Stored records
<<<<

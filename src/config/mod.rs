//! Configuration module for Mauka Autocomplete.
//!
//! Settings are layered: built-in defaults first, then an optional file
//! (TOML, YAML or JSON), then environment variables. The merged result is
//! validated before use.

use std::path::{Path, PathBuf};

use crate::error::config::ConfigError;
use config::{Config, ConfigError as ExternalConfigError, Environment, File, FileFormat};
use serde::{Deserialize, Serialize};

pub mod completion;
pub mod dictionary;

pub use completion::CompletionConfig;
pub use dictionary::DictionaryConfig;

/// Result type for configuration operations.
pub type ConfigResult<T> = Result<T, ConfigError>;

/// Default environment variable prefix for configuration overrides
pub const ENV_PREFIX: &str = "AUTOCOMPLETE";

/// A trait for types that can be validated.
pub trait Validate {
    /// Validates that the configuration is correct.
    ///
    /// # Returns
    ///
    /// * `Ok(())` if the configuration is valid
    /// * `Err(ConfigError)` if the configuration is invalid
    fn validate(&self) -> ConfigResult<()>;
}

/// Main configuration for Mauka Autocomplete.
#[derive(Debug, Clone, Serialize, Deserialize, Default)]
pub struct AutocompleteConfig {
    /// Log configuration
    pub log: LogConfig,

    /// Word list configuration
    pub dictionary: DictionaryConfig,

    /// Completion output configuration
    pub completion: CompletionConfig,
}

impl Validate for AutocompleteConfig {
    fn validate(&self) -> ConfigResult<()> {
        self.log.validate()?;
        self.dictionary.validate()?;
        self.completion.validate()?;
        Ok(())
    }
}

/// Logging configuration.
#[derive(Debug, Clone, Serialize, Deserialize)]
pub struct LogConfig {
    /// Log level (trace, debug, info, warn, error)
    pub level: String,

    /// Whether to log in JSON format
    pub json: bool,

    /// Whether to include source code locations in logs
    pub source_location: bool,
}

impl Default for LogConfig {
    fn default() -> Self {
        Self {
            level: "warn".to_string(),
            json: false,
            source_location: false,
        }
    }
}

impl Validate for LogConfig {
    fn validate(&self) -> ConfigResult<()> {
        match self.level.as_str() {
            "trace" | "debug" | "info" | "warn" | "error" => Ok(()),
            _ => Err(ConfigError::ValidationError(format!(
                "Invalid log level: {}",
                self.level
            ))),
        }
    }
}

/// Configuration loader for Mauka Autocomplete.
#[derive(Debug)]
pub struct ConfigLoader {
    config_path: Option<PathBuf>,
    env_prefix: String,
}

impl ConfigLoader {
    /// Creates a new configuration loader.
    ///
    /// # Arguments
    ///
    /// * `config_path` - Optional path to the configuration file
    /// * `env_prefix` - Prefix for environment variables that override configuration values
    pub fn new<P: AsRef<Path>>(config_path: Option<P>, env_prefix: &str) -> Self {
        Self {
            config_path: config_path.map(|p| p.as_ref().to_path_buf()),
            env_prefix: env_prefix.to_string(),
        }
    }

    /// Loads the configuration from a file and environment variables.
    ///
    /// # Returns
    ///
    /// * `Ok(AutocompleteConfig)` if the configuration was loaded successfully
    /// * `Err(ConfigError)` if there was an error loading the configuration
    pub fn load(&self) -> ConfigResult<AutocompleteConfig> {
        let mut builder = Config::builder();

        // Add default configuration values
        builder = builder.add_source(
            Config::try_from(&AutocompleteConfig::default())
                .map_err(|e| ConfigError::ParseError(e.to_string()))?,
        );

        if let Some(path) = &self.config_path {
            if !path.exists() {
                return Err(ConfigError::FileNotFound(path.clone()));
            }

            let format = match path.extension().and_then(|ext| ext.to_str()) {
                Some("toml") => FileFormat::Toml,
                Some("json") => FileFormat::Json,
                Some("yaml" | "yml") => FileFormat::Yaml,
                _ => {
                    return Err(ConfigError::ParseError(format!(
                        "Unsupported file extension for: {path:?}"
                    )))
                }
            };
            tracing::debug!(path = %path.display(), ?format, "Adding configuration file");
            builder = builder.add_source(File::from(path.as_path()).format(format));
        }

        // Add environment variables with prefix
        builder = builder.add_source(
            Environment::with_prefix(&self.env_prefix)
                .separator("__")
                .try_parsing(true),
        );

        let config = builder.build().map_err(|e| match e {
            ExternalConfigError::NotFound(path) => ConfigError::FileNotFound(PathBuf::from(path)),
            other => ConfigError::ParseError(other.to_string()),
        })?;

        let autocomplete_config: AutocompleteConfig = config
            .try_deserialize()
            .map_err(|e| ConfigError::ParseError(e.to_string()))?;

        autocomplete_config.validate()?;

        Ok(autocomplete_config)
    }
}
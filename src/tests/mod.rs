//! Test modules for Mauka Autocomplete.
//!
//! This module contains crate-level test suites and the shared fixtures they use:
//! - Configuration loading and validation
//! - Error conversions and messages
//! - Dictionary loading from files
//!
//! Tests for the prefix tree itself live next to it in
//! `data_structures::prefix_tree::tests`.

pub mod error_tests;

// Re-export commonly used testing tools to simplify imports in test modules
pub use test_utils::{word_list_strategy, TestFixture};
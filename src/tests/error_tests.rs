//! Tests for the error module.

use crate::error::config::ConfigError;
use crate::error::dictionary::DictionaryError;
use crate::error::{AutocompleteError, AutocompleteResult};
use std::path::PathBuf;

/// Test that nested errors keep the inner message.
#[test]
fn test_nested_errors() {
    let io_error = std::io::Error::new(std::io::ErrorKind::NotFound, "file not found");
    let error = AutocompleteError::Io(io_error);

    let error_string = format!("{error}");
    assert!(error_string.contains("file not found"));
}

/// Test conversions used by `?` in the loaders and the binary.
#[test]
fn test_from_conversions() {
    fn failing_config() -> AutocompleteResult<()> {
        Err(ConfigError::ValidationError("bad level".to_string()))?
    }
    fn failing_dictionary() -> AutocompleteResult<()> {
        Err(DictionaryError::NotFound(PathBuf::from("words.txt")))?
    }

    match failing_config() {
        Err(AutocompleteError::Config(ConfigError::ValidationError(msg))) => {
            assert_eq!(msg, "bad level")
        }
        other => panic!("unexpected result: {other:?}"),
    }
    assert!(matches!(
        failing_dictionary(),
        Err(AutocompleteError::Dictionary(DictionaryError::NotFound(_)))
    ));
}

/// Test error display strings.
#[test]
fn test_error_display() {
    let err = AutocompleteError::from(DictionaryError::NotFound(PathBuf::from("words.txt")));
    assert_eq!(
        err.to_string(),
        "Dictionary error: Dictionary file not found: words.txt"
    );

    let err = ConfigError::ValueOutOfRange {
        key: "completion.limit".to_string(),
        message: "must be greater than 0".to_string(),
    };
    assert_eq!(
        err.to_string(),
        "Configuration value completion.limit is out of valid range: must be greater than 0"
    );

    let err = AutocompleteError::Custom("plain".to_string());
    assert_eq!(err.to_string(), "plain");
}

/// Test that IO failures while reading keep their source.
#[test]
fn test_dictionary_io_source() {
    use std::error::Error;

    let err = DictionaryError::Io {
        path: PathBuf::from("words.txt"),
        source: std::io::Error::new(std::io::ErrorKind::InvalidData, "stream did not contain valid UTF-8"),
    };

    assert!(err.to_string().contains("words.txt"));
    assert!(err.source().is_some());
}
//! Dictionary error module.

use std::path::PathBuf;
use thiserror::Error;

/// Errors that can occur while reading a word list.
#[derive(Error, Debug)]
pub enum DictionaryError {
    /// The word list file does not exist.
    #[error("Dictionary file not found: {0}")]
    NotFound(PathBuf),

    /// Reading the word list failed part way through.
    #[error("Failed to read dictionary {path}: {source}")]
    Io {
        /// The file being read
        path: PathBuf,
        /// The underlying IO error
        #[source]
        source: std::io::Error,
    },
}
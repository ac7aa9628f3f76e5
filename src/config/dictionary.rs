//! Word list configuration module.
//!
//! Controls where the words fed into the prefix tree come from and how each
//! line of a word list is interpreted.

use std::path::PathBuf;

use super::{ConfigResult, Validate};
use crate::error::config::ConfigError;
use serde::{Deserialize, Serialize};

/// Word list configuration.
#[derive(Debug, Clone, Serialize, Deserialize)]
pub struct DictionaryConfig {
    /// Word list file, one word per line (None to start with an empty tree)
    pub path: Option<PathBuf>,

    /// Lines starting with this prefix are ignored (None to keep every line)
    pub comment_prefix: Option<String>,

    /// Whether to strip surrounding whitespace from each line
    pub trim_whitespace: bool,
}

impl Default for DictionaryConfig {
    fn default() -> Self {
        Self {
            path: None,
            comment_prefix: Some("#".to_string()),
            trim_whitespace: true,
        }
    }
}

impl Validate for DictionaryConfig {
    fn validate(&self) -> ConfigResult<()> {
        if matches!(self.comment_prefix.as_deref(), Some("")) {
            return Err(ConfigError::ValidationError(
                "comment_prefix must not be empty".to_string(),
            ));
        }

        Ok(())
    }
}
//! Unit and property-based tests for the prefix tree.
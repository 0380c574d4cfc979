use reqwest::Url;
use std::sync::Arc;
use std::sync::atomic::{AtomicU64, Ordering};

use crate::auth::{Identity, IdentityProvider};
use crate::mailer::Mailer;
use crate::rate_limit::RateLimiter;
use crate::stats::StatsAggregator;

// app's shared state
pub struct AppState {
    pub rate_limiter: RateLimiter,
    pub stats: StatsAggregator,
    pub mailer: Arc<dyn Mailer>,
    pub identity: Arc<dyn IdentityProvider>,
    pub base_url: Url,              // where invitation links point
    pub admin_emails: Vec<String>,  // lower-cased
    pub next_submission_id: AtomicU64,
}

impl AppState {
    pub fn is_admin(&self, identity: &Identity) -> bool {
        identity
            .email
            .as_deref()
            .map(|email| self.admin_emails.contains(&email.to_lowercase()))
            .unwrap_or(false)
    }

    // Ids start at 1 and only grow for the life of the process
    pub fn submission_id(&self) -> u64 {
        self.next_submission_id.fetch_add(1, Ordering::Relaxed) + 1
    }
}
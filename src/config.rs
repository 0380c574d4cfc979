use clap::Parser;

use crate::rate_limit::{DEFAULT_QUOTA, DEFAULT_WINDOW_SECS};

// CLI argument structure, every flag can also come from the environment
#[derive(Parser, Debug, Clone)]
#[command(name = "boxe-survey")]
#[command(about = "Survey and feedback service for Boxe Portugal")]
pub struct Args {
    // Port to run the server on
    #[arg(short, long, env = "PORT", default_value_t = 3000)]
    pub port: u16,

    // Public URL of the site, used to build invitation links
    #[arg(long, env = "NEXTAUTH_URL", default_value = "http://localhost:3000")]
    pub base_url: String,

    // Rate limit max registrations per email per window
    #[arg(long, default_value_t = DEFAULT_QUOTA)]
    pub rate_limit: u32,

    // Rate limit window in seconds
    #[arg(long, default_value_t = DEFAULT_WINDOW_SECS)]
    pub rate_window: u64,

    // SMTP relay used for invitations
    #[arg(long, env = "SMTP_HOST", default_value = "smtp.gmail.com")]
    pub smtp_host: String,

    #[arg(long, env = "SMTP_PORT", default_value_t = 587)]
    pub smtp_port: u16,

    // Sender account; without it invitations are only logged
    #[arg(long, env = "EMAIL_USER")]
    pub email_user: Option<String>,

    #[arg(long, env = "EMAIL_PASSWORD", hide_env_values = true)]
    pub email_password: Option<String>,

    // OAuth userinfo endpoint used to resolve bearer tokens
    #[arg(
        long,
        env = "USERINFO_URL",
        default_value = "https://openidconnect.googleapis.com/v1/userinfo"
    )]
    pub userinfo_url: String,

    // Comma-separated admin emails
    #[arg(long, env = "ADMIN_EMAILS", default_value = "admin@boxeportugal.pt")]
    pub admin_emails: String,

    // Emit logs as JSON lines
    #[arg(long, default_value_t = false)]
    pub log_json: bool,
}

impl Args {
    pub fn admin_list(&self) -> Vec<String> {
        self.admin_emails
            .split(',')
            .map(|s| s.trim().to_lowercase())
            .filter(|s| !s.is_empty())
            .collect()
    }

    // Both halves of the SMTP credentials, or nothing
    pub fn smtp_credentials(&self) -> Option<(String, String)> {
        match (&self.email_user, &self.email_password) {
            (Some(user), Some(pass)) if !user.is_empty() && !pass.is_empty() => {
                Some((user.clone(), pass.clone()))
            }
            _ => None,
        }
    }
}
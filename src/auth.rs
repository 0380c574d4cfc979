use async_trait::async_trait;
use axum::extract::FromRequestParts;
use axum::http::{HeaderMap, header::AUTHORIZATION, request::Parts};
use reqwest::{StatusCode, Url};
use serde::{Deserialize, Serialize};
use std::sync::Arc;
use tracing::debug;

use crate::error::AppError;
use crate::state::AppState;

// Signed-in user as reported by the identity provider
#[derive(Debug, Clone, PartialEq, Serialize, Deserialize)]
pub struct Identity {
    pub sub: String,
    #[serde(default)]
    pub email: Option<String>,
    #[serde(default)]
    pub name: Option<String>,
    #[serde(default)]
    pub picture: Option<String>,
}

/// Turns an OAuth access token into the identity it was issued for.
#[async_trait]
pub trait IdentityProvider: Send + Sync {
    async fn resolve(&self, token: &str) -> Result<Identity, AppError>;
}

// OpenID Connect userinfo lookup (Google by default)
pub struct UserInfoProvider {
    client: reqwest::Client,
    userinfo_url: Url,
}

impl UserInfoProvider {
    pub fn new(client: reqwest::Client, userinfo_url: Url) -> Self {
        Self {
            client,
            userinfo_url,
        }
    }
}

#[async_trait]
impl IdentityProvider for UserInfoProvider {
    async fn resolve(&self, token: &str) -> Result<Identity, AppError> {
        let res = self
            .client
            .get(self.userinfo_url.clone())
            .bearer_auth(token)
            .send()
            .await?;

        // provider refused the token
        if matches!(res.status(), StatusCode::UNAUTHORIZED | StatusCode::FORBIDDEN) {
            debug!(status = %res.status(), "Access token rejected");
            return Err(AppError::Unauthorized);
        }

        let identity = res.error_for_status()?.json::<Identity>().await?;
        Ok(identity)
    }
}

// `Authorization: Bearer <token>`, anything else is ignored
pub fn bearer_token(headers: &HeaderMap) -> Option<&str> {
    let value = headers.get(AUTHORIZATION)?.to_str().ok()?;
    let (scheme, token) = value.split_once(' ')?;
    let token = token.trim();
    if scheme.eq_ignore_ascii_case("bearer") && !token.is_empty() {
        Some(token)
    } else {
        None
    }
}

// Extractor for handlers that need a signed-in user
pub struct AuthUser(pub Identity);

impl FromRequestParts<Arc<AppState>> for AuthUser {
    type Rejection = AppError;

    async fn from_request_parts(
        parts: &mut Parts,
        state: &Arc<AppState>,
    ) -> Result<Self, Self::Rejection> {
        let token = bearer_token(&parts.headers).ok_or(AppError::Unauthorized)?;
        let identity = state.identity.resolve(token).await?;
        Ok(AuthUser(identity))
    }
}

// Fixed token -> identity table for tests
#[cfg(test)]
pub struct StaticIdentity {
    pub tokens: std::collections::HashMap<String, Identity>,
}

#[cfg(test)]
#[async_trait]
impl IdentityProvider for StaticIdentity {
    async fn resolve(&self, token: &str) -> Result<Identity, AppError> {
        self.tokens.get(token).cloned().ok_or(AppError::Unauthorized)
    }
}
mod auth;
mod catalog;
mod clock;
mod config;
mod error;
mod extract;
mod handlers;
mod mailer;
mod metrics;
mod models;
mod rate_limit;
mod state;
mod stats;
mod telemetry;

use anyhow::Context;
use clap::Parser;
use reqwest::Url;
use std::sync::Arc;
use std::sync::atomic::AtomicU64;
use tokio::signal;
use tracing::{info, warn};

use crate::auth::UserInfoProvider;
use crate::clock::SystemClock;
use crate::config::Args;
use crate::mailer::{LogMailer, Mailer, SmtpMailer};
use crate::rate_limit::{RateLimiter, window_from_secs};
use crate::state::AppState;
use crate::stats::StatsAggregator;

#[tokio::main]
async fn main() -> anyhow::Result<()> {
    // parse cli arguments
    let args = Args::parse();
    telemetry::init_tracing(args.log_json);

    let base_url = Url::parse(&args.base_url).context("invalid --base-url")?;
    let userinfo_url = Url::parse(&args.userinfo_url).context("invalid --userinfo-url")?;

    let mailer: Arc<dyn Mailer> = match args.smtp_credentials() {
        Some((user, password)) => {
            info!(host = %args.smtp_host, port = args.smtp_port, "Invitations sent over SMTP");
            Arc::new(SmtpMailer::new(&args.smtp_host, args.smtp_port, user, password)?)
        }
        None => {
            warn!("EMAIL_USER/EMAIL_PASSWORD not set, invitations will only be logged");
            Arc::new(LogMailer)
        }
    };

    let rate_window = window_from_secs(args.rate_window).context("--rate-window out of range")?;

    // creating shared state
    let state = Arc::new(AppState {
        rate_limiter: RateLimiter::new(args.rate_limit, rate_window, Arc::new(SystemClock)),
        stats: StatsAggregator::fixture(),
        mailer,
        identity: Arc::new(UserInfoProvider::new(reqwest::Client::new(), userinfo_url)),
        base_url,
        admin_emails: args.admin_list(),
        next_submission_id: AtomicU64::new(0),
    });

    let app = handlers::router(state);

    let addr = format!("0.0.0.0:{}", args.port);
    let listener = tokio::net::TcpListener::bind(&addr)
        .await
        .with_context(|| format!("failed to bind {}", addr))?;

    info!(port = args.port, "Survey service running");
    info!(base_url = %args.base_url, "Invitation links point here");
    info!(
        rate_limit = args.rate_limit,
        rate_window_secs = args.rate_window,
        "Registration rate limit"
    );

    axum::serve(listener, app)
        .with_graceful_shutdown(shutdown_signal())
        .await?;

    info!("Survey service stopped");
    Ok(())
}

// Wait for Ctrl+C or SIGTERM
async fn shutdown_signal() {
    let ctrl_c = async {
        if let Err(e) = signal::ctrl_c().await {
            warn!(error = %e, "Failed to listen for Ctrl+C");
            std::future::pending::<()>().await;
        }
    };

    #[cfg(unix)]
    let terminate = async {
        match signal::unix::signal(signal::unix::SignalKind::terminate()) {
            Ok(mut sig) => {
                sig.recv().await;
            }
            Err(e) => {
                warn!(error = %e, "Failed to install SIGTERM handler");
                std::future::pending::<()>().await;
            }
        }
    };

    #[cfg(not(unix))]
    let terminate = std::future::pending::<()>();

    tokio::select! {
        _ = ctrl_c => info!("Received Ctrl+C, shutting down"),
        _ = terminate => info!("Received SIGTERM, shutting down"),
    }
}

>>>>

● **Your task**:
Provide solely the number of lines in the data that include the word "telemetry".

● **Result for this task**:
2